Context-Dependent Acoustic Modeling without Explicit Phone Clustering
This work addresses the need for end-to-end trainable models in speech recognition, offering an incremental improvement over existing hybrid DNN/HMM systems.
The authors tackled the problem of context-dependent acoustic modeling in speech recognition by proposing a method that avoids explicit phone clustering, achieving recognition accuracy on the Switchboard task that is comparable to and slightly outperforms standard hybrid models using decision trees.

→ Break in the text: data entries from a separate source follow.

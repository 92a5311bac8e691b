//! Kernel error taxonomy
//!
//! Resource exhaustion and routing failures are returned to the calling task.
//! `InvalidQueueState` marks a broken internal invariant and is treated as
//! fatal for the core that observed it (see `cpu::Kernel::core_fault`).

use core::fmt;

/// Resource whose allocation failed
#[derive(Debug, Clone, Copy, PartialEq, Eq)]
pub enum Resource {
    KernelStack,
    UserStack,
    Mailbox,
    AddressSpace,
    Heap,
    TaskState,
    Arguments,
}

impl Resource {
    pub const fn as_str(&self) -> &'static str {
        match self {
            Resource::KernelStack => "kernel stack",
            Resource::UserStack => "user stack",
            Resource::Mailbox => "mailbox",
            Resource::AddressSpace => "address space",
            Resource::Heap => "heap",
            Resource::TaskState => "task-state segment",
            Resource::Arguments => "argument page",
        }
    }
}

/// Kernel error types
#[derive(Debug, Clone, Copy, PartialEq, Eq)]
pub enum KernelError {
    /// Stack, mailbox, address space, heap or TSS allocation exhausted
    AllocationFailed(Resource),
    /// The recipient's mailbox (or remote inbox) cannot take the message
    MailboxFull,
    /// The recipient does not resolve to a live task
    RecipientNotFound,
    /// Task id space is exhausted
    OutOfIds,
    /// An internal scheduler or mailbox invariant was violated
    InvalidQueueState,
    /// Encoded message exceeds MAX_MESSAGE_SIZE
    MessageTooLarge,
    /// Bytes on the wire do not form a valid message
    MalformedMessage,
    /// Operation needs a current task but the core is idle or not started
    NoCurrentTask,
    /// Core ordinal outside the configured range
    InvalidCore,
}

impl KernelError {
    /// Whether this error means the core's own state can no longer be trusted
    pub const fn is_fatal(&self) -> bool {
        matches!(self, KernelError::InvalidQueueState)
    }
}

impl fmt::Display for KernelError {
    fn fmt(&self, f: &mut fmt::Formatter) -> fmt::Result {
        match self {
            KernelError::AllocationFailed(resource) => {
                write!(f, "allocation failed: {}", resource.as_str())
            }
            KernelError::MailboxFull => write!(f, "mailbox full"),
            KernelError::RecipientNotFound => write!(f, "recipient not found"),
            KernelError::OutOfIds => write!(f, "out of task ids"),
            KernelError::InvalidQueueState => write!(f, "invalid queue state"),
            KernelError::MessageTooLarge => write!(f, "message too large"),
            KernelError::MalformedMessage => write!(f, "malformed message"),
            KernelError::NoCurrentTask => write!(f, "no current task"),
            KernelError::InvalidCore => write!(f, "invalid core"),
        }
    }
}

/// Result type for kernel core operations
pub type KernelResult<T> = Result<T, KernelError>;
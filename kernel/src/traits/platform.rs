//! Hardware platform contract: interrupts, timers, IPIs and context switches

use alloc::sync::Arc;

use super::{AddressSpace, Heap};
use crate::arch::x86_64::context::CpuContext;
use crate::cpu::ipi::IpiKind;

/// Local timer programming mode
#[derive(Debug, Clone, Copy, PartialEq, Eq)]
pub enum TimerMode {
    Periodic,
    OneShot,
}

/// Code addresses the launcher writes into new task stacks
#[derive(Debug, Clone, Copy, PartialEq, Eq)]
pub struct EntryPoints {
    /// First `ret` target of a new task: pops the entry and jumps to it
    pub task_start: u64,
    /// Return address under every entry function; leads to the exit path
    pub task_finished: u64,
    /// Drops to ring 3 using the extras pushed by `create_user_task`
    pub user_launch: u64,
    /// Body of each core's idle task
    pub idle_loop: u64,
    /// Body of each core's cleanup task
    pub cleanup_loop: u64,
}

/// Everything the platform needs to resume another task
#[derive(Debug, Clone, Copy)]
pub struct SwitchFrame {
    /// Where the outgoing stack pointer is stored
    pub from: *mut CpuContext,
    /// Where the incoming stack pointer is loaded from
    pub to: *const CpuContext,
    /// Kernel stack top for the incoming task (TSS.rsp0)
    pub kernel_stack_top: u64,
}

pub trait Platform: Send + Sync {
    /// Ordinal of the calling core
    fn current_core(&self) -> usize;

    fn send_ipi(&self, apic_id: u8, kind: IpiKind);

    /// Program the calling core's local timer
    fn set_timer(&self, mode: TimerMode, milliseconds: u64);

    /// Mask interrupts on the calling core, returning whether they were enabled
    fn disable_interrupts(&self) -> bool;

    /// Undo `disable_interrupts`
    fn restore_interrupts(&self, were_enabled: bool);

    /// Save the current stack into `frame.from` and resume `frame.to`
    ///
    /// # Safety
    ///
    /// Both pointers must reference live contexts. The incoming context must
    /// hold a stack written by the launcher or saved by a previous switch.
    unsafe fn switch_context(&self, frame: SwitchFrame);

    /// Flush the calling core's TLB
    fn flush_tlb(&self);

    /// Stop the calling core for good
    fn halt_core(&self) -> !;

    /// Space every kernel task shares
    fn kernel_address_space(&self) -> Arc<dyn AddressSpace>;

    /// Heap every kernel task shares; kernel stacks come from here
    fn kernel_heap(&self) -> Arc<dyn Heap>;

    fn entry_points(&self) -> EntryPoints;

    /// Run `f` with interrupts masked on the calling core
    fn without_interrupts<R>(&self, f: impl FnOnce() -> R) -> R
    where
        Self: Sized,
    {
        let _guard = InterruptGuard::new(self);
        f()
    }
}

/// Keeps interrupts masked on the calling core until dropped
pub struct InterruptGuard<'a, P: Platform + ?Sized> {
    platform: &'a P,
    were_enabled: bool,
}

impl<'a, P: Platform + ?Sized> InterruptGuard<'a, P> {
    pub fn new(platform: &'a P) -> Self {
        let were_enabled = platform.disable_interrupts();
        Self {
            platform,
            were_enabled,
        }
    }
}

impl<P: Platform + ?Sized> Drop for InterruptGuard<'_, P> {
    fn drop(&mut self) {
        self.platform.restore_interrupts(self.were_enabled);
    }
}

Phoneme-based acoustic modeling of large vocabulary automatic speech recognition takes advantage of phoneme context. The large number of context-dependent (CD) phonemes and their highly varying statistics require tying or smoothing to enable robust training. Usually, classification and regression trees are used for phonetic clustering, which is standard in hidden Markov model (HMM)-based systems. However, this solution introduces a secondary training objective and does not allow for end-to-end training. In this work, we address a direct phonetic context modeling for the hybrid deep neural network (DNN)/HMM, that does not build on any phone clustering algorithm for the determination of the HMM state inventory. By performing different decompositions of the joint probability of the center phoneme state and its left and right contexts, we obtain a factorized network consisting of different components, trained jointly. Moreover, the representation of the phonetic context for the network relies on phoneme embeddings. The recognition accuracy of our proposed models on the Switchboard task is comparable and outperforms slightly the hybrid model using the standard state-tying decision trees.